Task description: Find and copy every line in the records that includes the string "super".

Collected data
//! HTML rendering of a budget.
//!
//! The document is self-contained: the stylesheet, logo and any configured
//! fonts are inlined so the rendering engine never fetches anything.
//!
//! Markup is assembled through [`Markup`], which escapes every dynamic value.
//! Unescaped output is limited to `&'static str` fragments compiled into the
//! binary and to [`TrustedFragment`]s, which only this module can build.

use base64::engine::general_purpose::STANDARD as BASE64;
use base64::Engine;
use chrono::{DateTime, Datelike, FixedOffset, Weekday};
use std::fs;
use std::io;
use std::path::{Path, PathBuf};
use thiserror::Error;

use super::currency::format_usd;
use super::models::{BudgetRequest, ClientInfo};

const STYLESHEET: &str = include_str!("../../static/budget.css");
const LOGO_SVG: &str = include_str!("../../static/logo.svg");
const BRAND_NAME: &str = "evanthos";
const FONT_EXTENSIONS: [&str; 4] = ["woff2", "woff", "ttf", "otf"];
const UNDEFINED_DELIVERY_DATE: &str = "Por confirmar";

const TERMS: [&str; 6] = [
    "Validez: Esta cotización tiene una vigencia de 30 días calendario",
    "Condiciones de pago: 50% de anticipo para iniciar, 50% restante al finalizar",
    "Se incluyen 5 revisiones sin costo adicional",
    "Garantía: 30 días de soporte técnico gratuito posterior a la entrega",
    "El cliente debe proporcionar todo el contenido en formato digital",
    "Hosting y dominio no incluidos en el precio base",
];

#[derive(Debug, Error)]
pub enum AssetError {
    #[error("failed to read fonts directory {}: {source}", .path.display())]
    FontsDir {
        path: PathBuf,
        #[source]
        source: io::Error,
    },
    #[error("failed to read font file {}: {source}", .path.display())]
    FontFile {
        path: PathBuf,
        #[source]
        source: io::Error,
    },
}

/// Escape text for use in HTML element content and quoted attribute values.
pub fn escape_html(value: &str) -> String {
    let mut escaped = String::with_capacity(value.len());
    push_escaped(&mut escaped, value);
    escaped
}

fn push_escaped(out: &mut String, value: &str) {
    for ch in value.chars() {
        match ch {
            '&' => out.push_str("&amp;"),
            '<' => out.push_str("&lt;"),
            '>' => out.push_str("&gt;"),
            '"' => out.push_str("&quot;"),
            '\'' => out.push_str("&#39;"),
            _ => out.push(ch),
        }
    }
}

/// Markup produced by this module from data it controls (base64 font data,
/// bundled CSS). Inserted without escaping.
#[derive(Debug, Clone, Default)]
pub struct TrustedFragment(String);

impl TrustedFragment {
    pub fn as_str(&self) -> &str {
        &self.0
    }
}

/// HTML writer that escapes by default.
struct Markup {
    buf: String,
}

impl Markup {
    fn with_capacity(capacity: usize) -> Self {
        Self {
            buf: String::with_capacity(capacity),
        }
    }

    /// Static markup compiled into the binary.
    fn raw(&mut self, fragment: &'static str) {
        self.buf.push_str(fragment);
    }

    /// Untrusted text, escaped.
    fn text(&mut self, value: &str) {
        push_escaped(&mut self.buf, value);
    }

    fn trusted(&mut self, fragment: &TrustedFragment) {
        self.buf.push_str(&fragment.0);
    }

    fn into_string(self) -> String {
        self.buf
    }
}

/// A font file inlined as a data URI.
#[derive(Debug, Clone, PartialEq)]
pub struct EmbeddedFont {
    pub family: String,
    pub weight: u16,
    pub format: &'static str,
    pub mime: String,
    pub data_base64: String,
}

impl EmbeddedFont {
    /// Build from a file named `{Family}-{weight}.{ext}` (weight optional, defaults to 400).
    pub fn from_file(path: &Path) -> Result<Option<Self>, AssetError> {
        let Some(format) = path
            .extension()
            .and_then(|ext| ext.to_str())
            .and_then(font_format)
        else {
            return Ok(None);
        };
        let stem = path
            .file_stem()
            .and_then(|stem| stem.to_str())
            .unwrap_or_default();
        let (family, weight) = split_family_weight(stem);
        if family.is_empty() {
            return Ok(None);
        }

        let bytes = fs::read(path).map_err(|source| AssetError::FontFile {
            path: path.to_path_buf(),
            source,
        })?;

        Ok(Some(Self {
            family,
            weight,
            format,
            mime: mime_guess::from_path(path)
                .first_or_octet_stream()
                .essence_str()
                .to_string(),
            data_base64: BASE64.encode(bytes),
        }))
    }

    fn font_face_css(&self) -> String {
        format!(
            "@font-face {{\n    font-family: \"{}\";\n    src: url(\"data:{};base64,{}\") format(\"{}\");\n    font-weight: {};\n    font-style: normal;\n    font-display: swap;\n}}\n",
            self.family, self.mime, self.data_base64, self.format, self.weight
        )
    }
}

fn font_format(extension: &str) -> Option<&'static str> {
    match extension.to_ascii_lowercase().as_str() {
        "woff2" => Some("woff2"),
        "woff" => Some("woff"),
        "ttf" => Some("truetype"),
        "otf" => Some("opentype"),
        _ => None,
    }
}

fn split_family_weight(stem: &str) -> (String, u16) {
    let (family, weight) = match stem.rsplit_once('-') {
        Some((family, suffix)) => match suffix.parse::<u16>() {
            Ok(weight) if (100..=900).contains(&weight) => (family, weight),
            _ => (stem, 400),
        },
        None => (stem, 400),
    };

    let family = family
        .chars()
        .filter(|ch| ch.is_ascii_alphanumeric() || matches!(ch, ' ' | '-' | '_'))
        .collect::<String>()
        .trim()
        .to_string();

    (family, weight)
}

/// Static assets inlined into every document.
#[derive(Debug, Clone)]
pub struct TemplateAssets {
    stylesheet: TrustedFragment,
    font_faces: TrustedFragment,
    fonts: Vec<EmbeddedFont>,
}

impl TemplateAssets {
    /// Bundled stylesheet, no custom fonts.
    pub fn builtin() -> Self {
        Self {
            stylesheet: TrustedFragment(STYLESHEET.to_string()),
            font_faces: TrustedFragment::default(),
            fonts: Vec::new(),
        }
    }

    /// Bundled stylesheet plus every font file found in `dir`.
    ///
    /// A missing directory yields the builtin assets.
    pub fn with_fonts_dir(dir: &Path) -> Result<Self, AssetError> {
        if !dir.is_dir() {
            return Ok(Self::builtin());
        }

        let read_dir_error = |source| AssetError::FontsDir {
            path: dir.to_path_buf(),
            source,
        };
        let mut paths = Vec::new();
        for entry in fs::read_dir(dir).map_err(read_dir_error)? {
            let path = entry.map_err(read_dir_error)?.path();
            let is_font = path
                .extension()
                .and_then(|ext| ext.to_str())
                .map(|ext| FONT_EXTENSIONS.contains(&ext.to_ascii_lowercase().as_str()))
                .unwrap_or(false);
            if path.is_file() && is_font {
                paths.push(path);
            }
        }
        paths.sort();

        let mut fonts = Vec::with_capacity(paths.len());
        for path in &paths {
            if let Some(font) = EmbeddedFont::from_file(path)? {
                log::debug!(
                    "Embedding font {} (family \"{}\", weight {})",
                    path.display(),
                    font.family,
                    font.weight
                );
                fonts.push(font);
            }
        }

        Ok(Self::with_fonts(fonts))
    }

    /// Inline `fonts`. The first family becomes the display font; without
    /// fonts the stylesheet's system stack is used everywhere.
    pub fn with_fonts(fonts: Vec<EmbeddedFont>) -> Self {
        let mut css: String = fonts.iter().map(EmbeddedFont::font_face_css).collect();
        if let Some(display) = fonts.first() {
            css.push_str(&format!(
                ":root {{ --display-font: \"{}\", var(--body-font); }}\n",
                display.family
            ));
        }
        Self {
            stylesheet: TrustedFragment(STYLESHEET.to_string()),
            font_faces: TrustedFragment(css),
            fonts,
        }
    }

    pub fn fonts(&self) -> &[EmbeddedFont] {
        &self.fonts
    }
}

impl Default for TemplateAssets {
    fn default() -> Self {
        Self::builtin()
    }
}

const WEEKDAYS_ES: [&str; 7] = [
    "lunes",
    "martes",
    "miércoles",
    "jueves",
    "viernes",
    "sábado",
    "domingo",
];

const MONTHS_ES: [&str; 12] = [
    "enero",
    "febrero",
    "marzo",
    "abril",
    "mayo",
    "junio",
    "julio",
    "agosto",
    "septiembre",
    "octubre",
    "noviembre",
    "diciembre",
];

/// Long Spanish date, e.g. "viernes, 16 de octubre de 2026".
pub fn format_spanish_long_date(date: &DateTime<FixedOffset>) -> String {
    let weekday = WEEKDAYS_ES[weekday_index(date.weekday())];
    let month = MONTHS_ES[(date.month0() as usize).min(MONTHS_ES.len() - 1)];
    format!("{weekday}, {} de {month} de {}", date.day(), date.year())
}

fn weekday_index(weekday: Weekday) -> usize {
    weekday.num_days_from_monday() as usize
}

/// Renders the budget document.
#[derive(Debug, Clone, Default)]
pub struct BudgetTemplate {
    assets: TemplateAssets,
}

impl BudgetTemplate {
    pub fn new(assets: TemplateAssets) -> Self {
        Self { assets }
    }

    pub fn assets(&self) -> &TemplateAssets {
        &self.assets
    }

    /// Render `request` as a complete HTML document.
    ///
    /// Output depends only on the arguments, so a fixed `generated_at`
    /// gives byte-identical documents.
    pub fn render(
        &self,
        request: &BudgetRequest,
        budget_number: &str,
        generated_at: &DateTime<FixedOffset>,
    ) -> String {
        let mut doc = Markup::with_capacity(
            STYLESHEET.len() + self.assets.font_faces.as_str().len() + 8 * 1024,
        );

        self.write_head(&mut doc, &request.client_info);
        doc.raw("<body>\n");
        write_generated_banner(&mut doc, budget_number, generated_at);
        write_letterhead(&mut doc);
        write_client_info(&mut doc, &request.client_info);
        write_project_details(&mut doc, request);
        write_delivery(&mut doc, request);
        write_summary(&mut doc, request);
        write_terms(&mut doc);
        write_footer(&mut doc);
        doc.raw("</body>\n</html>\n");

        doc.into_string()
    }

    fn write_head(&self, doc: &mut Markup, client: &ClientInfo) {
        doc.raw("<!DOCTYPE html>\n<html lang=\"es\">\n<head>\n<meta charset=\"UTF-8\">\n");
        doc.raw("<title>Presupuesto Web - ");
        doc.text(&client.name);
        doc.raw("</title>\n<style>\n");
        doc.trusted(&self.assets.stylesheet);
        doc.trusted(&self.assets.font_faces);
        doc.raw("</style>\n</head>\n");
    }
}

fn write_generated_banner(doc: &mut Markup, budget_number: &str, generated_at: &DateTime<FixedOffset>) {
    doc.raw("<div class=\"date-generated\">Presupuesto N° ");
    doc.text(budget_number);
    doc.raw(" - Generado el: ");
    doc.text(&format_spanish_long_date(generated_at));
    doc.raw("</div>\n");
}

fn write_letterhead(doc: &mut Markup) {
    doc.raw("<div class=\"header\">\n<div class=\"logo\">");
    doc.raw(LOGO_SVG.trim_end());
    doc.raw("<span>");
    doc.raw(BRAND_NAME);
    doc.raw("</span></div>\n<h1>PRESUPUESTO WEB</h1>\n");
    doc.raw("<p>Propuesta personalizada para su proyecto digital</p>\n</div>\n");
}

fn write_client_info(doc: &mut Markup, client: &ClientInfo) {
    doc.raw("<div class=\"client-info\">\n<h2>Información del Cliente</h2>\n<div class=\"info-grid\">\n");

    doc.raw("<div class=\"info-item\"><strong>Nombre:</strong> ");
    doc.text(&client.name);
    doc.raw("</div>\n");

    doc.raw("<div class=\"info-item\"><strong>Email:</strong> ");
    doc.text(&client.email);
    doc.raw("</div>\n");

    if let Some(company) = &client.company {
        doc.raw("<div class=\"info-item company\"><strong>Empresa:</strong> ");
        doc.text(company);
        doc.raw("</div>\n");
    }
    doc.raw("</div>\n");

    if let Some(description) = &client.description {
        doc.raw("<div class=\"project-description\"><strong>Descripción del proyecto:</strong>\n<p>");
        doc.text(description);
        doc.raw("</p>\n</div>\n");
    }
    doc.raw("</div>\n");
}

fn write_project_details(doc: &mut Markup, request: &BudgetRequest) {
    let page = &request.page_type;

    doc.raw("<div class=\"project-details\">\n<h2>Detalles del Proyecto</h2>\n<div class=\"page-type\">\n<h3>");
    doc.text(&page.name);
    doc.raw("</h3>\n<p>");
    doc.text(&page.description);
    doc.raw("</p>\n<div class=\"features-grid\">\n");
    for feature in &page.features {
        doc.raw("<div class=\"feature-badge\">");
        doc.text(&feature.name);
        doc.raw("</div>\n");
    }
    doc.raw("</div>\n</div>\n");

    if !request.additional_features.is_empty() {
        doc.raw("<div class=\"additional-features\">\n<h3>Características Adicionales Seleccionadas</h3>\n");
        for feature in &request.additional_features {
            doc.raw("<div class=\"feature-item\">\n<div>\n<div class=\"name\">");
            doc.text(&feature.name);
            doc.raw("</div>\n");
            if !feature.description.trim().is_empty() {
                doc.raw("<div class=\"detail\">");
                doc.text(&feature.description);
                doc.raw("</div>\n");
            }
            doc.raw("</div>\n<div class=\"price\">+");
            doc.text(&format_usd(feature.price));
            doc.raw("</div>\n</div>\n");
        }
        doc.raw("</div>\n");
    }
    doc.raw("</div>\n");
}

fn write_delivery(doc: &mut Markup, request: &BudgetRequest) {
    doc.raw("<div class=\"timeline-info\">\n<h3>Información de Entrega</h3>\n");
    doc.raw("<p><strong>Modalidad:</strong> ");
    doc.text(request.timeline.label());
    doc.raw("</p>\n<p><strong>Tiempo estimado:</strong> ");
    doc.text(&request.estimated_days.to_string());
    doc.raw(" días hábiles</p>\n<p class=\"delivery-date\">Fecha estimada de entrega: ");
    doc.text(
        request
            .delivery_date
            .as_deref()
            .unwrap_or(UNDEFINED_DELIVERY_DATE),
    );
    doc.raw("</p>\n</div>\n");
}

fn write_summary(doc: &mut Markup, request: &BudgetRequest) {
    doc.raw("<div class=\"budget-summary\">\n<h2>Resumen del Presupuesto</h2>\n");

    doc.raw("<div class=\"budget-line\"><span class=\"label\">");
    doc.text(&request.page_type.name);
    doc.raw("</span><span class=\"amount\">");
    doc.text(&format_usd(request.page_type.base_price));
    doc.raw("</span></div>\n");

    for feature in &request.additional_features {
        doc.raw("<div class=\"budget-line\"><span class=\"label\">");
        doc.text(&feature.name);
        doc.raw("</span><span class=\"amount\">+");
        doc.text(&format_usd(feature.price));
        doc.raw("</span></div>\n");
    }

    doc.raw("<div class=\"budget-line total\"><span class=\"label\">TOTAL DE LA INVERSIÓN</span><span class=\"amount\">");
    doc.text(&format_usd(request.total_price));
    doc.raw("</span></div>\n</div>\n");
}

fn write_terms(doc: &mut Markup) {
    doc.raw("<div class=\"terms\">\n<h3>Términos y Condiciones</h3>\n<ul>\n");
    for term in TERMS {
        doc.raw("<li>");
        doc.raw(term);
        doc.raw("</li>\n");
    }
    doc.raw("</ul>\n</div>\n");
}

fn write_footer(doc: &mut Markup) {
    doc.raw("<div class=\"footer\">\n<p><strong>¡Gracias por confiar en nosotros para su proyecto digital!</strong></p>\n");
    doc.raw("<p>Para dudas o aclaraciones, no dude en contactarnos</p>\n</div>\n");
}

Exercise response:
use super::currency::format_usd;
use super::models::{BudgetRequest, ClientInfo};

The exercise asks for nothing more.